======== DATASET EXCERPTS ========

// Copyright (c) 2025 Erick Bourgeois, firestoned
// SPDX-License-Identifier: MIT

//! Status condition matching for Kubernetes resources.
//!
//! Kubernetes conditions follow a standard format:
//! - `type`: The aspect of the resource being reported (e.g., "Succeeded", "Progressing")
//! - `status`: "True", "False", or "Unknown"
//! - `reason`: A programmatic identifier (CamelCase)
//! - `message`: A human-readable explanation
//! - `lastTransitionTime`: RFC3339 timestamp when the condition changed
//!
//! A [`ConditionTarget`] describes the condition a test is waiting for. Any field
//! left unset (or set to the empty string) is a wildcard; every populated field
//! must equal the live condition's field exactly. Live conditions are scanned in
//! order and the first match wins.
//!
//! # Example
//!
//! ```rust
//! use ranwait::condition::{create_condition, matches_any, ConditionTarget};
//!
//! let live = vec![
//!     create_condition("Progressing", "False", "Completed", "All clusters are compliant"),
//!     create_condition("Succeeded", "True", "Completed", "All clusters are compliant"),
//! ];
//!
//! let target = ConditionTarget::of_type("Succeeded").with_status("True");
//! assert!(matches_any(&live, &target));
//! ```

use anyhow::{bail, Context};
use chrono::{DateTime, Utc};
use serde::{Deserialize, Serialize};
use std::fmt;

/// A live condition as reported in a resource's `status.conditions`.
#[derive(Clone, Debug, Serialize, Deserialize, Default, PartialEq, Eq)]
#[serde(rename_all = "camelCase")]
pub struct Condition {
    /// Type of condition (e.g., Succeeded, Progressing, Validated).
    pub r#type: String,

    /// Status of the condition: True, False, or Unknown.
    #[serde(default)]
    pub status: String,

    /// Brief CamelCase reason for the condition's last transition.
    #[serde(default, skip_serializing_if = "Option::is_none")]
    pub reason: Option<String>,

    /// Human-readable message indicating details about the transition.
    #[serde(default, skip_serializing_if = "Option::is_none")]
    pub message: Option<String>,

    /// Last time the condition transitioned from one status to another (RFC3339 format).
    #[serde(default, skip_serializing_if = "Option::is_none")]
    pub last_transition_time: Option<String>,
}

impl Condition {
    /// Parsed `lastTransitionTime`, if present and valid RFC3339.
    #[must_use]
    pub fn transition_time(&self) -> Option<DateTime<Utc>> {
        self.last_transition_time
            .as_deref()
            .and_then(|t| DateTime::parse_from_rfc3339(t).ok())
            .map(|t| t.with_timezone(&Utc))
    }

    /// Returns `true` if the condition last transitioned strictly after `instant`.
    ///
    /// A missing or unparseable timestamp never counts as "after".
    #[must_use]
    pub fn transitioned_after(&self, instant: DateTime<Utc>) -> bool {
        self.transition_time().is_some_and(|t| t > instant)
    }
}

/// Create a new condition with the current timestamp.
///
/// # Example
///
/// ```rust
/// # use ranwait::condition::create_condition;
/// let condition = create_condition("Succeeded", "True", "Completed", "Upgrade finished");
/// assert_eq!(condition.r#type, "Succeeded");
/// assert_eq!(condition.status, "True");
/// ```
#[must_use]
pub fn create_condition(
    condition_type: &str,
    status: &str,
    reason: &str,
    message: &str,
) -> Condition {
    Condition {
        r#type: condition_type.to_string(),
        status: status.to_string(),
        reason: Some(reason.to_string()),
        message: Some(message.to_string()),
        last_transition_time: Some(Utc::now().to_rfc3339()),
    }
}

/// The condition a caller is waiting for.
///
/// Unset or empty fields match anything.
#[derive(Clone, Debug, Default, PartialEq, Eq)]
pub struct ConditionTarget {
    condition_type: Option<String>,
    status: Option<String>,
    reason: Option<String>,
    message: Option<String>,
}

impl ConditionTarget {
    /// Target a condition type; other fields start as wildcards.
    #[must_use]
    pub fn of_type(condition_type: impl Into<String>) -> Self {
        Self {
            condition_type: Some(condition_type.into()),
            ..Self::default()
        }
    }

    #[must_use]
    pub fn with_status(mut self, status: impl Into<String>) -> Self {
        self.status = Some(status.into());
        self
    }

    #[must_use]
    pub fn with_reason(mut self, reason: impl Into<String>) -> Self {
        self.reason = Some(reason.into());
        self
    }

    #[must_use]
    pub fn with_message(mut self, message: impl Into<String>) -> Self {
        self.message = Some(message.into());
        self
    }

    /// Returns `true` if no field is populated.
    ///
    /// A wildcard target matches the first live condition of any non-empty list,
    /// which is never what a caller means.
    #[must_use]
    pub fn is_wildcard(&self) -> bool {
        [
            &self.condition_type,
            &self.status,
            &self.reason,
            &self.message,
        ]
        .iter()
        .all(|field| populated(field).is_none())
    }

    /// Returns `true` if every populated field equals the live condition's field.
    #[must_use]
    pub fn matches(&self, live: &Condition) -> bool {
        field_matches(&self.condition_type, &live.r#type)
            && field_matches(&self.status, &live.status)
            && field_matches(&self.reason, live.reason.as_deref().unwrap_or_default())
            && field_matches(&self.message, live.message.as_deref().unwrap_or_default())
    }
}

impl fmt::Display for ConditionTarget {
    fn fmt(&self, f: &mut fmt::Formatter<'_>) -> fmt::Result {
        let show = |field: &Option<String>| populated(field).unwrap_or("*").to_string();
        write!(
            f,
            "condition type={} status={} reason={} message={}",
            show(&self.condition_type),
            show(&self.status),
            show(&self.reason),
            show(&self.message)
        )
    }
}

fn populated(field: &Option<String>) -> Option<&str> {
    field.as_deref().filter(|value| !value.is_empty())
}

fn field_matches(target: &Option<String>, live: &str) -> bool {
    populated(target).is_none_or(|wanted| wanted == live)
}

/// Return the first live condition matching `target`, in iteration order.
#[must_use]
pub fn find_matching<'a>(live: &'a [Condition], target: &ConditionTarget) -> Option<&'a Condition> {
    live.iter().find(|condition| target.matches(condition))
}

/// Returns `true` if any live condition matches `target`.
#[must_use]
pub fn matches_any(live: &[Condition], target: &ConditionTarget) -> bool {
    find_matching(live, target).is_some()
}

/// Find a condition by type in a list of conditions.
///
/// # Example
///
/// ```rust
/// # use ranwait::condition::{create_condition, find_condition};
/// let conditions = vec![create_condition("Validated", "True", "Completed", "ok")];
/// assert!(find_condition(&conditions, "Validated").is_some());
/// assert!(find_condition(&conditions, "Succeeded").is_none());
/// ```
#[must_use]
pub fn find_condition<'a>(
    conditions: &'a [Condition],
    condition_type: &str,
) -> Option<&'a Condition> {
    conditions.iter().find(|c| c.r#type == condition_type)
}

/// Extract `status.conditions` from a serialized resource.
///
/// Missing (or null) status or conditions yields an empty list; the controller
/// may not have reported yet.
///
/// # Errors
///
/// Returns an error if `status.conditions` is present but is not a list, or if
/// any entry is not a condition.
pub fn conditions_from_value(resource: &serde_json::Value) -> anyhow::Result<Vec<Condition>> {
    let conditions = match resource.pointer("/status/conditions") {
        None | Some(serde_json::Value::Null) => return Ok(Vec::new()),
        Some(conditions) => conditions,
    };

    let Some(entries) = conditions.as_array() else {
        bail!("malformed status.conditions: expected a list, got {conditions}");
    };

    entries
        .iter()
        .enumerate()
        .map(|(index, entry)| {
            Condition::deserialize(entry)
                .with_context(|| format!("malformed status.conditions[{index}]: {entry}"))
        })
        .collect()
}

========

• [TASK TO COMPLETE] Each of the records should be written out again, exactly as it reads.

• [RESULT]
// Copyright (c) 2025 Erick Bourgeois, firestoned
// SPDX-License-Identifier: MIT

//! Status condition matching for Kubernetes resources.
//!
//! Kubernetes conditions follow a standard format:
//! - `type`: The aspect of the resource being reported (e.g., "Succeeded", "Progressing")
//! - `status`: "True", "False", or "Unknown"
//! - `reason`: A programmatic identifier (CamelCase)
//! - `message`: A human-readable explanation
//! - `lastTransitionTime`: RFC3339 timestamp when the condition changed
//!
//! A [`ConditionTarget`] describes the condition a test is waiting for. Any field
//! left unset (or set to the empty string) is a wildcard; every populated field
//! must equal the live condition's field exactly. Live conditions are scanned in
//! order and the first match wins.
//!
//! # Example
//!
//! ```rust
//! use ranwait::condition::{create_condition, matches_any, ConditionTarget};
//!
//! let live = vec![
//!     create_condition("Progressing", "False", "Completed", "All clusters are compliant"),
//!     create_condition("Succeeded", "True", "Completed", "All clusters are compliant"),
//! ];
//!
//! let target = ConditionTarget::of_type("Succeeded").with_status("True");
//! assert!(matches_any(&live, &target));
//! ```

use anyhow::{bail, Context};
use chrono::{DateTime, Utc};
use serde::{Deserialize, Serialize};
use std::fmt;

/// A live condition as reported in a resource's `status.conditions`.
#[derive(Clone, Debug, Serialize, Deserialize, Default, PartialEq, Eq)]
#[serde(rename_all = "camelCase")]
pub struct Condition {
    /// Type of condition (e.g., Succeeded, Progressing, Validated).
    pub r#type: String,

    /// Status of the condition: True, False, or Unknown.
    #[serde(default)]
    pub status: String,

    /// Brief CamelCase reason for the condition's last transition.
    #[serde(default, skip_serializing_if = "Option::is_none")]
    pub reason: Option<String>,

    /// Human-readable message indicating details about the transition.
    #[serde(default, skip_serializing_if = "Option::is_none")]
    pub message: Option<String>,

    /// Last time the condition transitioned from one status to another (RFC3339 format).
    #[serde(default, skip_serializing_if = "Option::is_none")]
    pub last_transition_time: Option<String>,
}

impl Condition {
    /// Parsed `lastTransitionTime`, if present and valid RFC3339.
    #[must_use]
    pub fn transition_time(&self) -> Option<DateTime<Utc>> {
        self.last_transition_time
            .as_deref()
            .and_then(|t| DateTime::parse_from_rfc3339(t).ok())
            .map(|t| t.with_timezone(&Utc))
    }

    /// Returns `true` if the condition last transitioned strictly after `instant`.
    ///
    /// A missing or unparseable timestamp never counts as "after".
    #[must_use]
    pub fn transitioned_after(&self, instant: DateTime<Utc>) -> bool {
        self.transition_time().is_some_and(|t| t > instant)
    }
}

/// Create a new condition with the current timestamp.
///
/// # Example
///
/// ```rust
/// # use ranwait::condition::create_condition;
/// let condition = create_condition("Succeeded", "True", "Completed", "Upgrade finished");
/// assert_eq!(condition.r#type, "Succeeded");
/// assert_eq!(condition.status, "True");
/// ```
#[must_use]
pub fn create_condition(
    condition_type: &str,
    status: &str,
    reason: &str,
    message: &str,
) -> Condition {
    Condition {
        r#type: condition_type.to_string(),
        status: status.to_string(),
        reason: Some(reason.to_string()),
        message: Some(message.to_string()),
        last_transition_time: Some(Utc::now().to_rfc3339()),
    }
}

/// The condition a caller is waiting for.
///
/// Unset or empty fields match anything.
#[derive(Clone, Debug, Default, PartialEq, Eq)]
pub struct ConditionTarget {
    condition_type: Option<String>,
    status: Option<String>,
    reason: Option<String>,
    message: Option<String>,
}

impl ConditionTarget {
    /// Target a condition type; other fields start as wildcards.
    #[must_use]
    pub fn of_type(condition_type: impl Into<String>) -> Self {
        Self {
            condition_type: Some(condition_type.into()),
            ..Self::default()
        }
    }

    #[must_use]
    pub fn with_status(mut self, status: impl Into<String>) -> Self {
        self.status = Some(status.into());
        self
    }

    #[must_use]
    pub fn with_reason(mut self, reason: impl Into<String>) -> Self {
        self.reason = Some(reason.into());
        self
    }

    #[must_use]
    pub fn with_message(mut self, message: impl Into<String>) -> Self {
        self.message = Some(message.into());
        self
    }

    /// Returns `true` if no field is populated.
    ///
    /// A wildcard target matches the first live condition of any non-empty list,
    /// which is never what a caller means.
    #[must_use]
    pub fn is_wildcard(&self) -> bool {
        [
            &self.condition_type,
            &self.status,
            &self.reason,
            &self.message,
        ]
        .iter()
        .all(|field| populated(field).is_none())
    }

    /// Returns `true` if every populated field equals the live condition's field.
    #[must_use]
    pub fn matches(&self, live: &Condition) -> bool {
        field_matches(&self.condition_type, &live.r#type)
            && field_matches(&self.status, &live.status)
            && field_matches(&self.reason, live.reason.as_deref().unwrap_or_default())
            && field_matches(&self.message, live.message.as_deref().unwrap_or_default())
    }
}

impl fmt::Display for ConditionTarget {
    fn fmt(&self, f: &mut fmt::Formatter<'_>) -> fmt::Result {
        let show = |field: &Option<String>| populated(field).unwrap_or("*").to_string();
        write!(
            f,
            "condition type={} status={} reason={} message={}",
            show(&self.condition_type),
            show(&self.status),
            show(&self.reason),
            show(&self.message)
        )
    }
}

fn populated(field: &Option<String>) -> Option<&str> {
    field.as_deref().filter(|value| !value.is_empty())
}

fn field_matches(target: &Option<String>, live: &str) -> bool {
    populated(target).is_none_or(|wanted| wanted == live)
}

/// Return the first live condition matching `target`, in iteration order.
#[must_use]
pub fn find_matching<'a>(live: &'a [Condition], target: &ConditionTarget) -> Option<&'a Condition> {
    live.iter().find(|condition| target.matches(condition))
}

/// Returns `true` if any live condition matches `target`.
#[must_use]
pub fn matches_any(live: &[Condition], target: &ConditionTarget) -> bool {
    find_matching(live, target).is_some()
}

/// Find a condition by type in a list of conditions.
///
/// # Example
///
/// ```rust
/// # use ranwait::condition::{create_condition, find_condition};
/// let conditions = vec![create_condition("Validated", "True", "Completed", "ok")];
/// assert!(find_condition(&conditions, "Validated").is_some());
/// assert!(find_condition(&conditions, "Succeeded").is_none());
/// ```
#[must_use]
pub fn find_condition<'a>(
    conditions: &'a [Condition],
    condition_type: &str,
) -> Option<&'a Condition> {
    conditions.iter().find(|c| c.r#type == condition_type)
}

/// Extract `status.conditions` from a serialized resource.
///
/// Missing (or null) status or conditions yields an empty list; the controller
/// may not have reported yet.
///
/// # Errors
///
/// Returns an error if `status.conditions` is present but is not a list, or if
/// any entry is not a condition.
pub fn conditions_from_value(resource: &serde_json::Value) -> anyhow::Result<Vec<Condition>> {
    let conditions = match resource.pointer("/status/conditions") {
        None | Some(serde_json::Value::Null) => return Ok(Vec::new()),
        Some(conditions) => conditions,
    };

    let Some(entries) = conditions.as_array() else {
        bail!("malformed status.conditions: expected a list, got {conditions}");
    };

    entries
        .iter()
        .enumerate()
        .map(|(index, entry)| {
            Condition::deserialize(entry)
                .with_context(|| format!("malformed status.conditions[{index}]: {entry}"))
        })
        .collect()
}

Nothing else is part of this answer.